Q: Tell us why they did decide to fight the closure.
A: In the case of our central character and a friend of mine, Rudy Prediger, it was never about the money. It was about what he felt was right and what he felt was wrong.
And he just is not the kind of man that will just put up and shut up.
He felt like the community was poorly treated, that the city broke their word and he was not going to just go silently. He was going to say what he needed to say and know in his heart that he did everything he could.
Q: Did they talk about how it had changed?
A: Certainly I saw the change, even before 2012 when I went in there.
It certainly was absolutely beautiful, some of the nicest yards I've ever seen.
Most of the seniors took great pride in the upkeep of their property. There were flowers everywhere. There was a French Canadian family that had the most spectacular deck off of their home.
Everyone knew each other. People would drop off groceries to someone who was ill. The women would have card club games.
It was a very much a small town that I think any of us would love to live in, when your neighbours take care of you so well.
Q: What did you personally learn in making this documentary?
A: I learned the importance of community. I learned that every one of our communities has individuals that if we learn their story a bit more, maybe we would have more empathy and compassion for them.

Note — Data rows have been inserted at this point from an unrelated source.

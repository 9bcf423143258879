use std::net::SocketAddr;
use std::sync::{Arc, Mutex};

use axum::extract::{Path, State};
use axum::http::StatusCode;
use axum::response::IntoResponse;
use axum::Router;
use reqwest::Client;
use serde_json::{json, Value};

use subrelay::config::{BeehiivConfig, BeehiivCredentials, Config};

/// A running subrelay instance pointed at a stub upstream.
pub struct TestApp {
    pub addr: SocketAddr,
    pub client: Client,
}

impl TestApp {
    pub async fn spawn(beehiiv_base: &str, with_credentials: bool) -> Self {
        let config = Config {
            host: [127, 0, 0, 1].into(),
            port: 0,
            max_body_size: 65536,
            log_level: "info".to_string(),
            utm_source: "asap-jobs-landing".to_string(),
            beehiiv: BeehiivConfig {
                api_base: beehiiv_base.to_string(),
                credentials: with_credentials.then(|| BeehiivCredentials {
                    api_key: "test-key".to_string(),
                    publication_id: "pub_test".to_string(),
                }),
            },
        };

        let app = subrelay::build_app(config);
        let listener = tokio::net::TcpListener::bind("127.0.0.1:0")
            .await
            .expect("bind test listener");
        let addr = listener.local_addr().unwrap();
        tokio::spawn(async move {
            axum::serve(listener, app).await.expect("test server failed");
        });

        Self {
            addr,
            client: Client::new(),
        }
    }

    pub fn url(&self, path: &str) -> String {
        format!("http://{}{}", self.addr, path)
    }

    /// POST a JSON body to /api/subscribe, return (body, status).
    pub async fn subscribe(&self, data: &Value) -> (Value, StatusCode) {
        let resp = self
            .client
            .post(self.url("/api/subscribe"))
            .json(data)
            .send()
            .await
            .expect("subscribe request failed");
        let status = resp.status();
        let body: Value = resp.json().await.unwrap_or(json!(null));
        (body, status)
    }
}

/// A stand-in for the Beehiiv API: records every subscription payload it
/// receives and answers with a fixed status and body.
pub struct StubBeehiiv {
    pub addr: SocketAddr,
    received: Arc<Mutex<Vec<Value>>>,
}

struct StubState {
    received: Arc<Mutex<Vec<Value>>>,
    status: u16,
    body: String,
}

impl StubBeehiiv {
    pub async fn spawn(status: u16, body: &str) -> Self {
        let received = Arc::new(Mutex::new(Vec::new()));
        let state = Arc::new(StubState {
            received: received.clone(),
            status,
            body: body.to_string(),
        });

        let app = Router::new()
            .route(
                "/v2/publications/{publication_id}/subscriptions",
                axum::routing::post(record_subscription),
            )
            .with_state(state);

        let listener = tokio::net::TcpListener::bind("127.0.0.1:0")
            .await
            .expect("bind stub listener");
        let addr = listener.local_addr().unwrap();
        tokio::spawn(async move {
            axum::serve(listener, app).await.expect("stub server failed");
        });

        Self { addr, received }
    }

    pub fn base_url(&self) -> String {
        format!("http://{}", self.addr)
    }

    /// Payloads received so far, oldest first.
    pub fn requests(&self) -> Vec<Value> {
        self.received.lock().unwrap().clone()
    }
}

async fn record_subscription(
    State(state): State<Arc<StubState>>,
    Path(_publication_id): Path<String>,
    body: String,
) -> impl IntoResponse {
    let payload: Value = serde_json::from_str(&body).unwrap_or(json!(null));
    state.received.lock().unwrap().push(payload);
    (
        StatusCode::from_u16(state.status).unwrap(),
        state.body.clone(),
    )
}
pub mod beehiiv;
pub mod config;
pub mod error;
pub mod routes;
pub mod state;
pub mod submission;

use std::sync::Arc;

use axum::http::{HeaderName, HeaderValue};
use axum::Router;
use tower_http::limit::RequestBodyLimitLayer;
use tower_http::set_header::SetResponseHeaderLayer;
use tower_http::trace::TraceLayer;

use crate::beehiiv::BeehiivClient;
use crate::config::Config;
use crate::state::{AppState, SharedState};

pub fn build_app(config: Config) -> Router {
    let beehiiv = BeehiivClient::new(&config.beehiiv.api_base);

    if config.beehiiv.credentials.is_none() {
        tracing::warn!("Beehiiv credentials missing; subscribe requests will be rejected");
    }

    let max_body_size = config.max_body_size;
    let state: SharedState = Arc::new(AppState { config, beehiiv });

    Router::new()
        .merge(routes::api_routes())
        .route("/health", axum::routing::get(health))
        .layer(RequestBodyLimitLayer::new(max_body_size))
        .layer(TraceLayer::new_for_http())
        .layer(SetResponseHeaderLayer::overriding(
            HeaderName::from_static("x-content-type-options"),
            HeaderValue::from_static("nosniff"),
        ))
        .layer(SetResponseHeaderLayer::overriding(
            HeaderName::from_static("referrer-policy"),
            HeaderValue::from_static("strict-origin-when-cross-origin"),
        ))
        .with_state(state)
}

async fn health() -> &'static str {
    "ok"
}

Every person in that community had a story to tell.
Sometimes you bring a camera around not all individuals are going to be receptive to it. But every single person I talked to, whether they wanted to be on camera or not, was kind and polite to us, and that was over six years.
Q: Where are they now, the people you interviewed from Midfield?
A: They're scattered. They're certainly not together.
Unfortunately I just learned that one of the seniors was horribly taken advantage of because they were vulnerable, because their friends weren't around. Someone just tried to take them for considerable amount of money.
They are scattered throughout the province, really.
This interview has been edited for length and clarity.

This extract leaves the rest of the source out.